Serena Williams'ın Roland Garros'ta dün ve bugün oynadığı maçlar kör dövüşünden halliceydi. Kahramanımız, iki gündür öyle bir görüntü
sergiledi ki sanki birileri kendisini zorla maça getirmiş
gibiydi. Bırakın koşmayı, yürümeye bile mecali olmayan Birleşik
Amerikalı, ağlamaklı yüz ifadesiyle iki maçı da dramaya
çevirdi. Hatırlarsanız aynı tavırları İstanbul'un ev sahipliği yaptığı
2013 yılındaki WTA Championships'te de sergilemişti.
Serena'nın devasa kariyerini ve ne kadar büyük bir tenisçi olduğunu tartışmaya gerek yok. Ancak bu, kendisine dilediği gibi davranma hakkını vermiyor. Profesyonel tenise angarya iş muamelesi yapmak hem sporun kendisine hem de seyircilere saygısızlıktır.

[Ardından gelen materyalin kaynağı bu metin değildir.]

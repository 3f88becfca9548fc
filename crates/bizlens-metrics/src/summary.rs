//! The headline metrics exported with every report.

use bizlens_core::{InsightRow, Review, SummaryMetrics};

use crate::insights::InsightTotals;
use crate::reviews::ReviewStats;

/// Build the report's summary metrics.
///
/// Keys, in order: `total_search_impressions`, `total_map_impressions`,
/// `total_website_clicks`, `total_phone_calls`, `average_rating` (the
/// unrounded mean, `0` when there are no reviews), `total_reviews`.
#[must_use]
pub fn summary_metrics<'a>(
    insights: &[InsightRow],
    reviews: impl IntoIterator<Item = &'a Review>,
) -> SummaryMetrics {
    let totals = InsightTotals::from_rows(insights);
    // The recency cutoff is irrelevant here; only totals and the mean are used.
    let stats = ReviewStats::compute(reviews, chrono::NaiveDate::MIN);

    let mut metrics = SummaryMetrics::new()
        .with("total_search_impressions", totals.search_impressions)
        .with("total_map_impressions", totals.map_impressions)
        .with("total_website_clicks", totals.website_clicks)
        .with("total_phone_calls", totals.phone_calls);

    match stats.average_rating {
        Some(avg) => metrics.insert("average_rating", avg),
        None => metrics.insert("average_rating", 0_i64),
    }
    metrics.insert("total_reviews", stats.total);
    metrics
}

#[cfg(test)]
mod tests {
    use bizlens_core::MetricValue;
    use chrono::NaiveDate;

    use super::*;

    fn insight(search: u64) -> InsightRow {
        InsightRow {
            date: NaiveDate::from_ymd_opt(2024, 7, 1).unwrap(),
            search_impressions: search,
            map_impressions: 10,
            website_clicks: 3,
            direction_requests: 4,
            phone_calls: 5,
            photo_views: 6,
            location_id: "loc_1".to_string(),
            location_name: "Downtown Store".to_string(),
            brand: "Brand A".to_string(),
        }
    }

    fn review(rating: u8) -> Review {
        Review {
            id: 1,
            author: "A".to_string(),
            rating,
            text: String::new(),
            date: NaiveDate::from_ymd_opt(2024, 7, 1).unwrap(),
            location_name: None,
            brand: None,
        }
    }

    #[test]
    fn keys_are_in_report_order() {
        let metrics = summary_metrics(&[insight(100)], &[review(5)]);
        let keys: Vec<&str> = metrics.iter().map(|(k, _)| k).collect();
        assert_eq!(
            keys,
            vec![
                "total_search_impressions",
                "total_map_impressions",
                "total_website_clicks",
                "total_phone_calls",
                "average_rating",
                "total_reviews",
            ]
        );
    }

    #[test]
    fn values_sum_rows_and_average_ratings() {
        let reviews = [review(5), review(4), review(1)];
        let metrics = summary_metrics(&[insight(100), insight(50)], &reviews);
        assert_eq!(
            metrics.get("total_search_impressions"),
            Some(MetricValue::Integer(150))
        );
        assert_eq!(metrics.get("total_phone_calls"), Some(MetricValue::Integer(10)));
        let avg = metrics.get("average_rating").unwrap().as_f64();
        assert!((avg - 10.0 / 3.0).abs() < 1e-12, "got {avg}");
        assert_eq!(metrics.get("total_reviews"), Some(MetricValue::Integer(3)));
    }

    #[test]
    fn no_data_gives_zeroes() {
        let metrics = summary_metrics(&[], &[]);
        assert_eq!(metrics.len(), 6);
        assert!(metrics.iter().all(|(_, v)| v.as_f64() == 0.0));
    }
}
use bizlens_core::{MetricValue, SummaryMetrics};
use chrono::NaiveDate;
use serde::Serialize;

use crate::error::ReportError;

/// One spreadsheet cell.
#[derive(Debug, Clone, PartialEq, Serialize)]
#[serde(untagged)]
pub enum Cell {
    Text(String),
    Integer(i64),
    Float(f64),
    Date(NaiveDate),
    Empty,
}

impl std::fmt::Display for Cell {
    fn fmt(&self, f: &mut std::fmt::Formatter<'_>) -> std::fmt::Result {
        match self {
            Cell::Text(s) => f.write_str(s),
            Cell::Integer(v) => write!(f, "{v}"),
            Cell::Float(v) => write!(f, "{v}"),
            Cell::Date(d) => write!(f, "{d}"),
            Cell::Empty => Ok(()),
        }
    }
}

impl From<&str> for Cell {
    fn from(v: &str) -> Self {
        Cell::Text(v.to_string())
    }
}

impl From<String> for Cell {
    fn from(v: String) -> Self {
        Cell::Text(v)
    }
}

impl From<Option<String>> for Cell {
    fn from(v: Option<String>) -> Self {
        v.map_or(Cell::Empty, Cell::Text)
    }
}

impl From<i64> for Cell {
    fn from(v: i64) -> Self {
        Cell::Integer(v)
    }
}

impl From<u64> for Cell {
    fn from(v: u64) -> Self {
        Cell::Integer(i64::try_from(v).unwrap_or(i64::MAX))
    }
}

impl From<u8> for Cell {
    fn from(v: u8) -> Self {
        Cell::Integer(i64::from(v))
    }
}

impl From<f64> for Cell {
    fn from(v: f64) -> Self {
        Cell::Float(v)
    }
}

impl From<NaiveDate> for Cell {
    fn from(v: NaiveDate) -> Self {
        Cell::Date(v)
    }
}

impl From<MetricValue> for Cell {
    fn from(v: MetricValue) -> Self {
        match v {
            MetricValue::Integer(i) => Cell::Integer(i),
            MetricValue::Float(f) => Cell::Float(f),
        }
    }
}

/// Rows under a header, written as one worksheet.
#[derive(Debug, Clone, PartialEq, Serialize)]
pub struct Table {
    pub columns: Vec<String>,
    pub rows: Vec<Vec<Cell>>,
}

impl Table {
    #[must_use]
    pub fn new<S: Into<String>>(columns: impl IntoIterator<Item = S>) -> Self {
        Self {
            columns: columns.into_iter().map(Into::into).collect(),
            rows: Vec::new(),
        }
    }

    pub fn push_row(&mut self, row: Vec<Cell>) {
        self.rows.push(row);
    }

    #[must_use]
    pub fn is_empty(&self) -> bool {
        self.rows.is_empty()
    }

    /// Check every row has one cell per column.
    ///
    /// # Errors
    ///
    /// Returns [`ReportError::RaggedTable`] for the first mismatched row.
    pub fn validate(&self, name: &str) -> Result<(), ReportError> {
        let expected = self.columns.len();
        match self.rows.iter().position(|r| r.len() != expected) {
            Some(row) => Err(ReportError::RaggedTable {
                table: name.to_string(),
                row,
                found: self.rows[row].len(),
                expected,
            }),
            None => Ok(()),
        }
    }
}

/// Everything a report renderer needs, assembled right before export.
#[derive(Debug, Clone, PartialEq, Serialize)]
pub struct ReportPayload {
    /// Human-readable inclusive window, e.g. `"2024-06-20 to 2024-07-20"`.
    pub date_range: String,
    pub summary_metrics: SummaryMetrics,
    pub insights_table: Option<Table>,
    pub reviews_table: Option<Table>,
}

impl ReportPayload {
    #[must_use]
    pub fn new(date_range: impl Into<String>, summary_metrics: SummaryMetrics) -> Self {
        Self {
            date_range: date_range.into(),
            summary_metrics,
            insights_table: None,
            reviews_table: None,
        }
    }

    #[must_use]
    pub fn with_insights(mut self, table: Table) -> Self {
        self.insights_table = Some(table);
        self
    }

    #[must_use]
    pub fn with_reviews(mut self, table: Table) -> Self {
        self.reviews_table = Some(table);
        self
    }
}

#[cfg(test)]
mod tests {
    use super::*;

    #[test]
    fn ragged_rows_are_reported() {
        let mut table = Table::new(["a", "b"]);
        table.push_row(vec![Cell::from(1_i64), Cell::from("x")]);
        table.push_row(vec![Cell::from(2_i64)]);
        let err = table.validate("Insights").unwrap_err();
        assert!(matches!(
            err,
            ReportError::RaggedTable { row: 1, found: 1, expected: 2, .. }
        ));
    }

    #[test]
    fn cells_display_plainly() {
        assert_eq!(Cell::from(6_i64).to_string(), "6");
        assert_eq!(Cell::from(3.33).to_string(), "3.33");
        assert_eq!(Cell::Empty.to_string(), "");
        assert_eq!(
            Cell::from(NaiveDate::from_ymd_opt(2024, 7, 8).unwrap()).to_string(),
            "2024-07-08"
        );
    }

    #[test]
    fn payload_starts_without_tables() {
        let payload = ReportPayload::new("a to b", SummaryMetrics::new());
        assert!(payload.insights_table.is_none());
        assert!(payload.reviews_table.is_none());
    }
}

Öte yandan Serena, bu kadar kötü oynadığı bir Grand Slam'de finale çıkıyorsa bunu büyük oranda kendisinden çok daha kötü olan rakiplerine borçlu. Bugün kendi attığı kısa topu bile takip etmeyen, dünse bir sete 24 basit hata sığdıran bir Serena'yı eleyemeyenler kadın tenisinin geleceği olarak görülemezler.
Bir süredir pek çok genç oyuncuya geleceğin yıldızı etiketinin yapıştırıldığına tanıklık ediyoruz. Ne var ki bunlar arasında saman alevi gibi parlayıp sönen birkaç isim hariç kayda değer bir başarı elde eden olmadı. Bunda da şaşılacak bir şey yok çünkü hiçbiri kendileri için yaratılan beklentileri karşılayabilecek düzeyde değil. Hâl böyleyken Serena gibi eski kurtlar daha çok ekmek yiyecekmiş gibi görünüyor. Bu durumun bizim için bir sakıncası yok. Yeter ki tenis maçı diye kör dövüşü seyretmeyelim.